В состоянии «чего-то я не понимаю» я провела годы – потому что лечила пациентов так, как меня учили. Я понимала, что моя подсознательная уверенность в наличии биологической связи между сложным детством и здоровьем относится лишь к области догадок. Как ученому мне нужны были доказательства, чтобы воспринимать подобные ассоциации серьезно. Да, у моих пациентов было очень плохое здоровье, но разве это не свойственно многим жителям района, в котором я работала? По крайней мере, такие выводы можно было сделать на основании моей медицинской подготовки и знаний в области здравоохранения.

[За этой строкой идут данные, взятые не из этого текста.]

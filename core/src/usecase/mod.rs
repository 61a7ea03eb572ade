pub mod editor;
pub mod scheduler;
pub mod yearly;

#[cfg(test)]
mod yearly_test;
//! Directed multigraph over state and operation identifiers
//!
//! Only directed-multigraph-with-named-edges semantics are needed, so the
//! structure is an explicit pair of adjacency maps rather than a general
//! graph library: operation id to (source, destination), and state id to
//! incident operation ids. Multiple edges may share endpoints, but an
//! operation id names exactly one edge.

use rustc_hash::{FxHashMap, FxHashSet};

/// The state space's underlying graph: vertices are state ids, edges are
/// operation ids
#[derive(Debug, Clone, Default)]
pub struct StateGraph {
    vertices: FxHashSet<String>,
    edges: FxHashMap<String, (String, String)>,
    out: FxHashMap<String, Vec<String>>,
    in_: FxHashMap<String, Vec<String>>,
}

impl StateGraph {
    pub fn new() -> Self {
        Self::default()
    }

    /// Insert a vertex; returns whether it was new
    pub fn add_vertex(&mut self, state_id: impl Into<String>) -> bool {
        self.vertices.insert(state_id.into())
    }

    pub fn contains_vertex(&self, state_id: &str) -> bool {
        self.vertices.contains(state_id)
    }

    pub fn contains_edge(&self, op_id: &str) -> bool {
        self.edges.contains_key(op_id)
    }

    /// Insert an edge, adding missing endpoint vertices.
    ///
    /// A no-op returning `false` when `op_id` already names an edge,
    /// regardless of the endpoints supplied on the second attempt.
    pub fn add_edge(
        &mut self,
        op_id: impl Into<String>,
        src: impl Into<String>,
        dst: impl Into<String>,
    ) -> bool {
        let op_id = op_id.into();
        if self.edges.contains_key(&op_id) {
            return false;
        }
        let src = src.into();
        let dst = dst.into();
        self.vertices.insert(src.clone());
        self.vertices.insert(dst.clone());
        self.out.entry(src.clone()).or_default().push(op_id.clone());
        self.in_.entry(dst.clone()).or_default().push(op_id.clone());
        self.edges.insert(op_id, (src, dst));
        true
    }

    /// Outgoing operation ids of a state, in insertion order
    pub fn out_edges(&self, state_id: &str) -> &[String] {
        self.out.get(state_id).map(|v| v.as_slice()).unwrap_or(&[])
    }

    /// Incoming operation ids of a state, in insertion order
    pub fn in_edges(&self, state_id: &str) -> &[String] {
        self.in_.get(state_id).map(|v| v.as_slice()).unwrap_or(&[])
    }

    /// The (source, destination) pair of an edge
    pub fn endpoints(&self, op_id: &str) -> Option<(&str, &str)> {
        self.edges
            .get(op_id)
            .map(|(src, dst)| (src.as_str(), dst.as_str()))
    }

    pub fn source(&self, op_id: &str) -> Option<&str> {
        self.endpoints(op_id).map(|(src, _)| src)
    }

    pub fn dest(&self, op_id: &str) -> Option<&str> {
        self.endpoints(op_id).map(|(_, dst)| dst)
    }

    pub fn vertex_count(&self) -> usize {
        self.vertices.len()
    }

    pub fn edge_count(&self) -> usize {
        self.edges.len()
    }

    pub fn vertices(&self) -> impl Iterator<Item = &str> {
        self.vertices.iter().map(String::as_str)
    }
}

#[cfg(test)]
mod tests {
    use super::*;

    #[test]
    fn edges_add_missing_vertices() {
        let mut graph = StateGraph::new();
        assert!(graph.add_edge("1", "root", "s1"));
        assert!(graph.contains_vertex("root"));
        assert!(graph.contains_vertex("s1"));
        assert_eq!(graph.out_edges("root"), &["1".to_string()]);
        assert_eq!(graph.in_edges("s1"), &["1".to_string()]);
        assert_eq!(graph.endpoints("1"), Some(("root", "s1")));
    }

    #[test]
    fn duplicate_edge_id_is_a_no_op() {
        let mut graph = StateGraph::new();
        assert!(graph.add_edge("1", "root", "s1"));
        // second insert with different endpoints must change nothing
        assert!(!graph.add_edge("1", "s1", "s2"));
        assert_eq!(graph.edge_count(), 1);
        assert_eq!(graph.endpoints("1"), Some(("root", "s1")));
        assert!(!graph.contains_vertex("s2"));
    }

    #[test]
    fn parallel_edges_share_endpoints() {
        let mut graph = StateGraph::new();
        graph.add_edge("1", "root", "s1");
        graph.add_edge("2", "root", "s1");
        assert_eq!(graph.out_edges("root").len(), 2);
        assert_eq!(graph.in_edges("s1").len(), 2);
        assert_eq!(graph.edge_count(), 2);
        assert_eq!(graph.vertex_count(), 2);
    }

    #[test]
    fn self_loops_are_edges_like_any_other() {
        let mut graph = StateGraph::new();
        graph.add_edge("7", "s1", "s1");
        assert_eq!(graph.out_edges("s1"), graph.in_edges("s1"));
        assert_eq!(graph.endpoints("7"), Some(("s1", "s1")));
    }

    #[test]
    fn unknown_states_have_no_edges() {
        let graph = StateGraph::new();
        assert!(graph.out_edges("nowhere").is_empty());
        assert!(graph.in_edges("nowhere").is_empty());
        assert_eq!(graph.endpoints("1"), None);
    }
}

Связь между плохим здоровьем и проживанием в бедности подтверждена давно. Мы знаем, что на здоровье влияет не только то, как человек живет, но и где. Эксперты и исследователи в сфере общественного здравоохранения называют сообщества, в которых показатели заболеваемости поднимаются выше статистической нормы, «горячими точками». Принято считать, что такая ситуация с заболеваемостью в районах вроде Бэйвью связана с недостаточным доступом жителей к медицинским услугам, низким качеством этих услуг, а также затрудненной возможностью получить здоровую еду и безопасное жилье. После обучения в гарвардской магистратуре в области социальной гигиены и организации здравоохранения я решила: лучшее, что я могу сделать для этих людей, – это найти способ обеспечить им доступ к качественной медицинской помощи.

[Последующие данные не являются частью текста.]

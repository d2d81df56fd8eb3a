//! Engine-side boolean facts about a state

use crate::command::{decode_bool, Command};
use crate::error::CommandError;
use kripke_term::{resolve, BindingLookup, TermOutput};

const RESULT: &str = "Result";

/// Ask the engine whether a named boolean property holds at a state.
///
/// Request: `check_boolean_property(Property, StateId, Result)`; the
/// response binds `Result` to `true` or `false`. Specific properties get
/// thin wrappers (see [`CheckInitialisationStatusCommand`]).
#[derive(Debug)]
pub struct CheckBooleanPropertyCommand {
    property: String,
    state_id: String,
    result: Option<bool>,
}

impl CheckBooleanPropertyCommand {
    pub fn new(property: impl Into<String>, state_id: impl Into<String>) -> Self {
        Self {
            property: property.into(),
            state_id: state_id.into(),
            result: None,
        }
    }

    /// The checked property name
    pub fn property(&self) -> &str {
        &self.property
    }

    /// The answer, once the response has been processed
    pub fn result(&self) -> Option<bool> {
        self.result
    }
}

impl Command for CheckBooleanPropertyCommand {
    fn write_request(&self, out: &mut dyn TermOutput) {
        out.open_term("check_boolean_property");
        out.print_atom(&self.property);
        out.print_atom_or_number(&self.state_id);
        out.print_variable(RESULT);
        out.close_term();
        out.fullstop();
    }

    fn process_response(&mut self, bindings: &dyn BindingLookup) -> Result<(), CommandError> {
        self.result = Some(decode_bool(resolve(bindings, RESULT)?)?);
        Ok(())
    }
}

/// Whether a state is fully initialised (constants set up, initialisation
/// event executed)
#[derive(Debug)]
pub struct CheckInitialisationStatusCommand(CheckBooleanPropertyCommand);

impl CheckInitialisationStatusCommand {
    pub fn new(state_id: impl Into<String>) -> Self {
        Self(CheckBooleanPropertyCommand::new(
            "initialised_state",
            state_id,
        ))
    }

    pub fn is_initialised(&self) -> Option<bool> {
        self.0.result()
    }
}

impl Command for CheckInitialisationStatusCommand {
    fn write_request(&self, out: &mut dyn TermOutput) {
        self.0.write_request(out);
    }

    fn process_response(&mut self, bindings: &dyn BindingLookup) -> Result<(), CommandError> {
        self.0.process_response(bindings)
    }
}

Сразу после резидентуры меня нанял Калифорнийский Тихоокеанский медицинский центр (КТМЦ) в районе Лорел-Хайтс в Сан-Франциско. Это была работа моей мечты – создавать программы по устранению в городе подобных «горячих точек». Исполнительный директор госпиталя, доктор Мартин Бротман, специально пригласил меня на личную встречу, чтобы выразить свою заинтересованность в решении этой задачи. Спустя две недели в мой кабинет зашел начальник и вручил мне документ на 147 страницах – «Оценка уровня здоровья населения. Сан-Франциско, 2004». Вскоре после этого он ушел в отпуск, так что я не получила практически никаких указаний и работа с документом была оставлена на мое усмотрение (учитывая мою амбициозность, теперь я думаю, что с его стороны этот поступок был либо гениальным, либо безумным). Я сделала то, что сделал бы любой «ботаник» от здравоохранения: внимательно изучила цифры и попыталась оценить ситуацию. Я и раньше слышала о том, что Бэйвью – Хантерс-Пойнт в Сан-Франциско, район, в котором проживала основная часть афроамериканского населения в городе, был во многих смыслах уязвимым; но показатели, собранные в этом отчете, меня просто потрясли. Одним из способов группировки людей в отчете был почтовый индекс. Самой распространенной причиной преждевременной смертности в 17 районах из 21, выделенных по этому принципу, была ишемическая болезнь сердца – убийца номер один в США. В трех других районах главную опасность представлял ВИЧ/СПИД. И только в Бэйвью – Хантерс-Пойнт люди чаще всего умирали насильственной смертью. Сразу после Бэйвью (индекс 94124) в таблице шел район Марина (индекс 94123), один из самых процветающих в Сан-Франциско. Я вела пальцем по ряду цифр, и глаза мои раскрывались все шире. Стало очевидно: если вы растите ребенка в Бэйвью, шансы заработать пневмонию у него в 2,5 раза выше, чем у ребенка из района Марина. А шансы заболеть астмой – в 6 раз выше. А когда ваш ребенок вырастет, вероятность развития неконтролируемого диабета у него подскочит в 12 (!) раз по сравнению с соседями из Марина.